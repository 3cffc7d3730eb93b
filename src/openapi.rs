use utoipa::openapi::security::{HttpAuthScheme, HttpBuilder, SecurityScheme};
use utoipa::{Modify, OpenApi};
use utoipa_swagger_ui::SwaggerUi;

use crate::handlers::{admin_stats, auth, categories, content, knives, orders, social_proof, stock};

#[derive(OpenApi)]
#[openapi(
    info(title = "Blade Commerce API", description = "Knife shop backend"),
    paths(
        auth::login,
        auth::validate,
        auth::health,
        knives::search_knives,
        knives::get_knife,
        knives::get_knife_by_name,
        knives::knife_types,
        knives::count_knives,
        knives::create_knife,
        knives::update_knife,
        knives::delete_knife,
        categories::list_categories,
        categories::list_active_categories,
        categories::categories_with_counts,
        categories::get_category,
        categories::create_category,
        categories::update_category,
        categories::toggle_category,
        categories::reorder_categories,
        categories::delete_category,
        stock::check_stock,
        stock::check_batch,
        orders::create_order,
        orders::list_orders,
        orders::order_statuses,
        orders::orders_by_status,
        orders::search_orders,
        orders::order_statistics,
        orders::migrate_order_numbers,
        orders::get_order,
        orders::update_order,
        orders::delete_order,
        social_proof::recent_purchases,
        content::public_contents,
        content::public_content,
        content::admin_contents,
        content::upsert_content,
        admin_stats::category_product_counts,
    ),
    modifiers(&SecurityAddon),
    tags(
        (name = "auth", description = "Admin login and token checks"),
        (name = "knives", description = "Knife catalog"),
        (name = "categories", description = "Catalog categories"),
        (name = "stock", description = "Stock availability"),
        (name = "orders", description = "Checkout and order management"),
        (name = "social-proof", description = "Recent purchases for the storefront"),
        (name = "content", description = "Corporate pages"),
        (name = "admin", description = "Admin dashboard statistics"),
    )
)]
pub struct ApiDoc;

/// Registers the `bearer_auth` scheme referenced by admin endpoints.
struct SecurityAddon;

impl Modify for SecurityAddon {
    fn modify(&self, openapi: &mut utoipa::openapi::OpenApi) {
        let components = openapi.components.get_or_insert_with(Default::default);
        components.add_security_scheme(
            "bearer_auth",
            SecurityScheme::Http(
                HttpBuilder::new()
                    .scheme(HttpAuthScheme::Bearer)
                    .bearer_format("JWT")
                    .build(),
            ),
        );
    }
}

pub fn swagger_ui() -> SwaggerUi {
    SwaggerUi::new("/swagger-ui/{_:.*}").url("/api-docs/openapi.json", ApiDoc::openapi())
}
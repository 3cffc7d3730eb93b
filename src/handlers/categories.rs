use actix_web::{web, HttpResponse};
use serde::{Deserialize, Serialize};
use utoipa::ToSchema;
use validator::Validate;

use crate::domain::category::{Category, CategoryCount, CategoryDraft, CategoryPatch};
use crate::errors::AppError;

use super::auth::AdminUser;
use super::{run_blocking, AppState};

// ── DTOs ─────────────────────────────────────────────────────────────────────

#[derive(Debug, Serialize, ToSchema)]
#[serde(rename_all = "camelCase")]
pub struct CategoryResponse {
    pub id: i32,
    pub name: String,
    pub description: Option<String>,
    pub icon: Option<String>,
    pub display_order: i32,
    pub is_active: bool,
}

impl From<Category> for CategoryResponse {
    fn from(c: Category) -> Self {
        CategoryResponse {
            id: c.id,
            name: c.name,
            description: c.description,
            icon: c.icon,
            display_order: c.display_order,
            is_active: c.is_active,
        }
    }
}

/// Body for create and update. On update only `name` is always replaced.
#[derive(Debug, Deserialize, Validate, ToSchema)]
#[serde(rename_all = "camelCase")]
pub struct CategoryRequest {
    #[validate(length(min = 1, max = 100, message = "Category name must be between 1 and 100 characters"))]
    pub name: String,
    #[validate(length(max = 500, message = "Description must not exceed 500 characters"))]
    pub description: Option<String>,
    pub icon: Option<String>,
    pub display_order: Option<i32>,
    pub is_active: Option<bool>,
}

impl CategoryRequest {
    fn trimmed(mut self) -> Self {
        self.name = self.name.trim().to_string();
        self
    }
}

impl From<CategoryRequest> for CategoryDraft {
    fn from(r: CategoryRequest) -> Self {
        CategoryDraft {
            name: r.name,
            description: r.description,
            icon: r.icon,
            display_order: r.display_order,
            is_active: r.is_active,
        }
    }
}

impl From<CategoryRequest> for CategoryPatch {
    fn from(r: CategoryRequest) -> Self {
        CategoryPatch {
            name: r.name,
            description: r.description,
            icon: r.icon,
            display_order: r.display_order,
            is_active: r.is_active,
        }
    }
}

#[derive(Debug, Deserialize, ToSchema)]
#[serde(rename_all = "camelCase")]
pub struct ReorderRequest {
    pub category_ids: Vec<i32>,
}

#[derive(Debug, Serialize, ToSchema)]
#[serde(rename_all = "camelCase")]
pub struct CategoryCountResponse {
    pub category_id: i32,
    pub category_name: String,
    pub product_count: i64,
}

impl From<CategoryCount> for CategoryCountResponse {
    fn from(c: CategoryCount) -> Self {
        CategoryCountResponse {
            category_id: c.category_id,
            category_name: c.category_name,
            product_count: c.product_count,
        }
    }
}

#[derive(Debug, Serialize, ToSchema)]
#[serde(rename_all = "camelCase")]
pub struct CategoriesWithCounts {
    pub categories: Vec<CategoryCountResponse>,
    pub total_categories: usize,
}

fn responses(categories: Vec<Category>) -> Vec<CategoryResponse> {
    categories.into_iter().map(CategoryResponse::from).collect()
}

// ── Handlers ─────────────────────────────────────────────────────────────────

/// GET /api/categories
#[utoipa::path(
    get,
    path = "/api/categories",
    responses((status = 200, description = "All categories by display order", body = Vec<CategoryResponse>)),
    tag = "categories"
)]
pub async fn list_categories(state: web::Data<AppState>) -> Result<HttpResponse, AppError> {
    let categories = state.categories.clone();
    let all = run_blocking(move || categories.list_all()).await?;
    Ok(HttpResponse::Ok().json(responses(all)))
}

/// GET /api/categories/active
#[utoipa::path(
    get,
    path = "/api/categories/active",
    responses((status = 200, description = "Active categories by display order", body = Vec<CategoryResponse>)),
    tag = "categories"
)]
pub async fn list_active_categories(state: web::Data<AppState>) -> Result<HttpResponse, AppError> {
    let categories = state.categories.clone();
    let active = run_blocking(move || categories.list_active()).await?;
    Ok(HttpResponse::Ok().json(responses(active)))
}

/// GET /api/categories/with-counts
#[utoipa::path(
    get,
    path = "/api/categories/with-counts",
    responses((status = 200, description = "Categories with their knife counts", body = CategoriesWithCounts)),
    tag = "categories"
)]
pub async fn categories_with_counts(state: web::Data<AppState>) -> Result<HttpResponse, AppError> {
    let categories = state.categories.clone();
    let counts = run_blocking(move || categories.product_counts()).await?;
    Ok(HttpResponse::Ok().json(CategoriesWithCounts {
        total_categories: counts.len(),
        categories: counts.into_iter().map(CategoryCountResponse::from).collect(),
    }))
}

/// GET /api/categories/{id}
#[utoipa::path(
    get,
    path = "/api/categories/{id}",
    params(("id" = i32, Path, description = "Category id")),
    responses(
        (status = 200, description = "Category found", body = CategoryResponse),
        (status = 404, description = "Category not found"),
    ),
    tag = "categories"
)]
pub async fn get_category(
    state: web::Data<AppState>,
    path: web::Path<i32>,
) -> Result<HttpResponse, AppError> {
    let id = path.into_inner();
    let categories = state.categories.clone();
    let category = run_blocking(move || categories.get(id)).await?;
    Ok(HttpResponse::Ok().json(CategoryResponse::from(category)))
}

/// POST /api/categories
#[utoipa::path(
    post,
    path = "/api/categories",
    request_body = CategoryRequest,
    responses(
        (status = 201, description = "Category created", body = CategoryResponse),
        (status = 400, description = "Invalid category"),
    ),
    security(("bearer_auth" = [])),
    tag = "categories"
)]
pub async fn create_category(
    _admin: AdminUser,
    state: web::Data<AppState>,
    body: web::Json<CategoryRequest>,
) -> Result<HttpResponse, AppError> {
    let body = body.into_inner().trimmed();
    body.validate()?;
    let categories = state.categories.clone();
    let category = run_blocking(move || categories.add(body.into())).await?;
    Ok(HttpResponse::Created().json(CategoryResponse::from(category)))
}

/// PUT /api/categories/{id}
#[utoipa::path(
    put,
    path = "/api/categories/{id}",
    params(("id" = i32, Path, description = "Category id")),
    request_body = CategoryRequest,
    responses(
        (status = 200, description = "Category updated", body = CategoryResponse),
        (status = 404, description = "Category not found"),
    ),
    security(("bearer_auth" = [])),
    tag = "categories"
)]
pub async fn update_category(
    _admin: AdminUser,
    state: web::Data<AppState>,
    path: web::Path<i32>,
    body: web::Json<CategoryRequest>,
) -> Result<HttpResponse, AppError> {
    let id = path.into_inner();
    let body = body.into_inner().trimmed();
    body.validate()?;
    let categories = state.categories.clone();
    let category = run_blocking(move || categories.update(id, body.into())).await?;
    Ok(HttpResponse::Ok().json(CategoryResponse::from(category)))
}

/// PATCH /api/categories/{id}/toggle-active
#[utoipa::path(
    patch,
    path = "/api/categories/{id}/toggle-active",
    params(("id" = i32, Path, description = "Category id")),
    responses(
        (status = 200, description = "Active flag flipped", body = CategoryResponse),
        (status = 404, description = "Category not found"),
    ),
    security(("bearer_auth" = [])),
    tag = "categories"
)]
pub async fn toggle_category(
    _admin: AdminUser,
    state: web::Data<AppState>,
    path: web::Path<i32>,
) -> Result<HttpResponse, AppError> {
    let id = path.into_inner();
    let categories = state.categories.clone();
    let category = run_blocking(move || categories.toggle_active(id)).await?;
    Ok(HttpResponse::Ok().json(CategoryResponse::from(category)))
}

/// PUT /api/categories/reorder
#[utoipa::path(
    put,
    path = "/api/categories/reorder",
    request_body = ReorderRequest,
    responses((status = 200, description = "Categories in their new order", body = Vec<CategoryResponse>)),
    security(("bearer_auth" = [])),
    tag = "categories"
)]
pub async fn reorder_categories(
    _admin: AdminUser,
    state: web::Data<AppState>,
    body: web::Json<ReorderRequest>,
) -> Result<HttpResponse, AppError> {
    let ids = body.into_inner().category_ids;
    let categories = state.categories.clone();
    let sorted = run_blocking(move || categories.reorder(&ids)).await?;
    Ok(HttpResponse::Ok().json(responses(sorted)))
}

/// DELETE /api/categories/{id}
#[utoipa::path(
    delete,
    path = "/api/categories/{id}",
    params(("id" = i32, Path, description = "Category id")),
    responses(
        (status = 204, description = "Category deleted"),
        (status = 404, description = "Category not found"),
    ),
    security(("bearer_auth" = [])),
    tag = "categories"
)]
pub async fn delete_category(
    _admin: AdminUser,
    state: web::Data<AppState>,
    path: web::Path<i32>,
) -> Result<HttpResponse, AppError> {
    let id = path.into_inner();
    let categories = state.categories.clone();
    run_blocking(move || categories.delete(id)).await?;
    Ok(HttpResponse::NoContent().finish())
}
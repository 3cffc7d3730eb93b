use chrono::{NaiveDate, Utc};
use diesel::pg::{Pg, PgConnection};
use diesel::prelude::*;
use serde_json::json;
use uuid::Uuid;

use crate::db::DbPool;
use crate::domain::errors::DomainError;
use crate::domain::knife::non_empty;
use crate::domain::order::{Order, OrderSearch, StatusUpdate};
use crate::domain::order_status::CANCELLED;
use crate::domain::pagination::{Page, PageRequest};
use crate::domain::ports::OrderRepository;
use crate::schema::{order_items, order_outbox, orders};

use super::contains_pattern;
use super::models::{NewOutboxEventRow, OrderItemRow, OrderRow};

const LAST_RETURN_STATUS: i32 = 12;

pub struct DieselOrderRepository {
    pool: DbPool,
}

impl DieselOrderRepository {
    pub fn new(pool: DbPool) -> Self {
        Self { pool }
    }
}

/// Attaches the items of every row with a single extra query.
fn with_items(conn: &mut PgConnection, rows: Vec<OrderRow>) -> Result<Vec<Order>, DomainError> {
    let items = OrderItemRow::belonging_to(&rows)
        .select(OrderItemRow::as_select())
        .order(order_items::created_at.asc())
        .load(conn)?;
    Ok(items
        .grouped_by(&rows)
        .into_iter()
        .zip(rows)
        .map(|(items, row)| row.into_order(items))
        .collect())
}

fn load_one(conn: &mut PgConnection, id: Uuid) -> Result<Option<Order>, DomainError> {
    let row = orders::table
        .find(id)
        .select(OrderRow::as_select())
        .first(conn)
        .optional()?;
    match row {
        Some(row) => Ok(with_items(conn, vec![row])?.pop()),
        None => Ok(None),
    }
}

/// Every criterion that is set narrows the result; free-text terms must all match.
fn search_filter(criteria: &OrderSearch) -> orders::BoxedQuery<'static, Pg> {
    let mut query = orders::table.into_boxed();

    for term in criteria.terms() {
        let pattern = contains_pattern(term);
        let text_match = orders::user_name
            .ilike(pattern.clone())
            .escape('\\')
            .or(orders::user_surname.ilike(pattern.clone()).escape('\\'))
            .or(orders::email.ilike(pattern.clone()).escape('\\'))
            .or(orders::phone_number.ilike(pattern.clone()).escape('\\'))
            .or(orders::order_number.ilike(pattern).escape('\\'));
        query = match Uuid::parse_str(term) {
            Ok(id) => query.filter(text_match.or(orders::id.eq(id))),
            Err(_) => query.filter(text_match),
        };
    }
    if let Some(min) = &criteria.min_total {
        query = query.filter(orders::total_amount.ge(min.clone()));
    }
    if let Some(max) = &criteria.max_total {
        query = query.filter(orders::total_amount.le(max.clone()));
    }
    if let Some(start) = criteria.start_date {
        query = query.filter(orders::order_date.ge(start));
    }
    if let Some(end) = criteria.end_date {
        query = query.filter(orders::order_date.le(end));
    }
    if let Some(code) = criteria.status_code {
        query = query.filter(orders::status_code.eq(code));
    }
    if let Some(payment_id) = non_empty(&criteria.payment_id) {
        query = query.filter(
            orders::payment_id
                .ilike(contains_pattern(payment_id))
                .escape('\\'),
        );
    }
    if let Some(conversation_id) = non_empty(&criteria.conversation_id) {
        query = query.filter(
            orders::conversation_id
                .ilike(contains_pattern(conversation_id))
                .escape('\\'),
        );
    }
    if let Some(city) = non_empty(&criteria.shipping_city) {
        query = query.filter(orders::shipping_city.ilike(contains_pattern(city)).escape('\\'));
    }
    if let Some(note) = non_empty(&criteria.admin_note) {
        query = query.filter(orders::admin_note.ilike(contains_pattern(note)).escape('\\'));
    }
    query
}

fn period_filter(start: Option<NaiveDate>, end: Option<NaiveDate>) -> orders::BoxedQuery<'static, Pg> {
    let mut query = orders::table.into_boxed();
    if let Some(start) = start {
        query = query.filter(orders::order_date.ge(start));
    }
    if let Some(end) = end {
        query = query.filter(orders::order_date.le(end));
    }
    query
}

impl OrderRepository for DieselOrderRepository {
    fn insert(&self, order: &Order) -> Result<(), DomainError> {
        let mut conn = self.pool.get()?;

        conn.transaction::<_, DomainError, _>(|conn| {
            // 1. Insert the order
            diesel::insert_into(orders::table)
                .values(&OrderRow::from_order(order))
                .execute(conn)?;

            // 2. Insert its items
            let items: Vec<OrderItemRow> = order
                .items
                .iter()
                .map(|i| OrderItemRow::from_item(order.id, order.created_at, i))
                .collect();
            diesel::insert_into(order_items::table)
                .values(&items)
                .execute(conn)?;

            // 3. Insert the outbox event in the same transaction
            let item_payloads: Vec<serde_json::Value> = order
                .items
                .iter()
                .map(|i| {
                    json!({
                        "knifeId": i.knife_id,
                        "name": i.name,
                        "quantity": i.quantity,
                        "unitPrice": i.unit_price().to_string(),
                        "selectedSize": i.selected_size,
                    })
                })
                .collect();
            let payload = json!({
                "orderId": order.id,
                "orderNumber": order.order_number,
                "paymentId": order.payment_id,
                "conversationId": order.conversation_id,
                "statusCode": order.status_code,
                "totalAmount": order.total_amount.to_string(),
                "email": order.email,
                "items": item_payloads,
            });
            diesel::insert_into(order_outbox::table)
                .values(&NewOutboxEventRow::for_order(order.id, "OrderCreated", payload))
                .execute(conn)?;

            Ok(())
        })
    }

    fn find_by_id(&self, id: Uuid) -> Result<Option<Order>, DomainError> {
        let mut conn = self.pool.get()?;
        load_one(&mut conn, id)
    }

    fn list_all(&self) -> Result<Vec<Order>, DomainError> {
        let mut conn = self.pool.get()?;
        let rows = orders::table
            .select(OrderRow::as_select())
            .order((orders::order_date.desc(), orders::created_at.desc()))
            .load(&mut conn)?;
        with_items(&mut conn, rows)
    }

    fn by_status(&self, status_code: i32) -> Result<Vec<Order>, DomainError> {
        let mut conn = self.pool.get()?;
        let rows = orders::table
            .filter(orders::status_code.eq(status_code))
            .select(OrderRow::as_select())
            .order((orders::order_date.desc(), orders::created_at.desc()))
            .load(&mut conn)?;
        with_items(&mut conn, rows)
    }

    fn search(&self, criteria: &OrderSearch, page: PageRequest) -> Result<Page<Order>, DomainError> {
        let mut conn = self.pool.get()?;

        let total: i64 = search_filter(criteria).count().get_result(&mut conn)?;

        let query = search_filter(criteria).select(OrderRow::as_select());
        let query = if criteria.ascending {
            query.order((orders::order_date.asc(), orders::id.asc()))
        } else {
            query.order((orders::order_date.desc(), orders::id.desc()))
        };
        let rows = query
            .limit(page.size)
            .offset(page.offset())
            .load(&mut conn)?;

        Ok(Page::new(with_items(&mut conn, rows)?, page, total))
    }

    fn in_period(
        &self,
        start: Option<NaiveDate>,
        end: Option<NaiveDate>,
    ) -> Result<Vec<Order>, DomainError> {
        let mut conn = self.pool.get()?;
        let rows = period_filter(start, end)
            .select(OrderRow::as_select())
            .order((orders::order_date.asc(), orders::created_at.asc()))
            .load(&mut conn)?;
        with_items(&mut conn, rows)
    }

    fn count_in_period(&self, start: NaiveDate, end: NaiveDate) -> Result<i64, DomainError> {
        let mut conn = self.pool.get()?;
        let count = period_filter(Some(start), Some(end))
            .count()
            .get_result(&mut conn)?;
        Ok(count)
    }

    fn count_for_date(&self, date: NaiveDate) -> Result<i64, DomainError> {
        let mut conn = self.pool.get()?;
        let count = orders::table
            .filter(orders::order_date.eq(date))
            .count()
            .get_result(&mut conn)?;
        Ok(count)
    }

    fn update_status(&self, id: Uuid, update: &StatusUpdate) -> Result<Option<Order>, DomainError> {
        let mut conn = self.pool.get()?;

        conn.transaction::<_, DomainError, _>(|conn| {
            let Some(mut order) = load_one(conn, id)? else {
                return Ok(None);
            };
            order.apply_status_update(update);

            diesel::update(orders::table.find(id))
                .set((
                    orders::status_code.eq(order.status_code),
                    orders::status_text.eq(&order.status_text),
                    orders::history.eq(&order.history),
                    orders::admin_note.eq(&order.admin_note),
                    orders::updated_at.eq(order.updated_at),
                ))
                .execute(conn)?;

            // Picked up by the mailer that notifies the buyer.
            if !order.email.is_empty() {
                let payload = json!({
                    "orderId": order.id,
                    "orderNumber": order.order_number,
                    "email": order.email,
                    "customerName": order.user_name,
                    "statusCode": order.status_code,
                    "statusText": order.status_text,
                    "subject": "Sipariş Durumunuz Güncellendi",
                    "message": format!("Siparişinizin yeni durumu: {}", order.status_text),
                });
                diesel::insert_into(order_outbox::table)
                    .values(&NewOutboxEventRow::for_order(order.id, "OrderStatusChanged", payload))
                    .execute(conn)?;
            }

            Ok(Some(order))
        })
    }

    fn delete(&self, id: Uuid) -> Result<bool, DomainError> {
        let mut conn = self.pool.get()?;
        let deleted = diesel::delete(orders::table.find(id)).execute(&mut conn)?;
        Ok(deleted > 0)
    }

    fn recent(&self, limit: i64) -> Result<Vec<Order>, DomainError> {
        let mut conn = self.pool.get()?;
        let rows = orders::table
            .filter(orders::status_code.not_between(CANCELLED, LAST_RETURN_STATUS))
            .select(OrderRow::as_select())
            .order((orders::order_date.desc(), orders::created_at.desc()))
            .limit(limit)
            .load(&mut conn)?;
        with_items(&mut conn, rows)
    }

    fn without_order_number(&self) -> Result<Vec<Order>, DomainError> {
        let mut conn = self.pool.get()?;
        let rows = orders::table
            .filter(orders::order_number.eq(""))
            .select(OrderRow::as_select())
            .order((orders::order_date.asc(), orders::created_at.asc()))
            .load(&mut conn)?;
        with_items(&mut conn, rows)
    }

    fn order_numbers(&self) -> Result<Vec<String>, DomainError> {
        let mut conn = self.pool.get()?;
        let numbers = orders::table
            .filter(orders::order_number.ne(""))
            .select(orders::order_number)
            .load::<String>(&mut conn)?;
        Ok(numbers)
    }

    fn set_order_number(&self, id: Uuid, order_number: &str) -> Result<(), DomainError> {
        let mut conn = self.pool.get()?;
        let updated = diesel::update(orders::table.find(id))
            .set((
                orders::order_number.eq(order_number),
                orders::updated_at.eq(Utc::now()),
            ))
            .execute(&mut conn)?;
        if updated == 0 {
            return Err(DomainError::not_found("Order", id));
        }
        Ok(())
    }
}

_TASK STATEMENT_
The answer is each line from the entries above in which the word "BoxedQuery" occurs.

_ANSWER AREA_
fn search_filter(criteria: &OrderSearch) -> orders::BoxedQuery<'static, Pg> {
fn period_filter(start: Option<NaiveDate>, end: Option<NaiveDate>) -> orders::BoxedQuery<'static, Pg> {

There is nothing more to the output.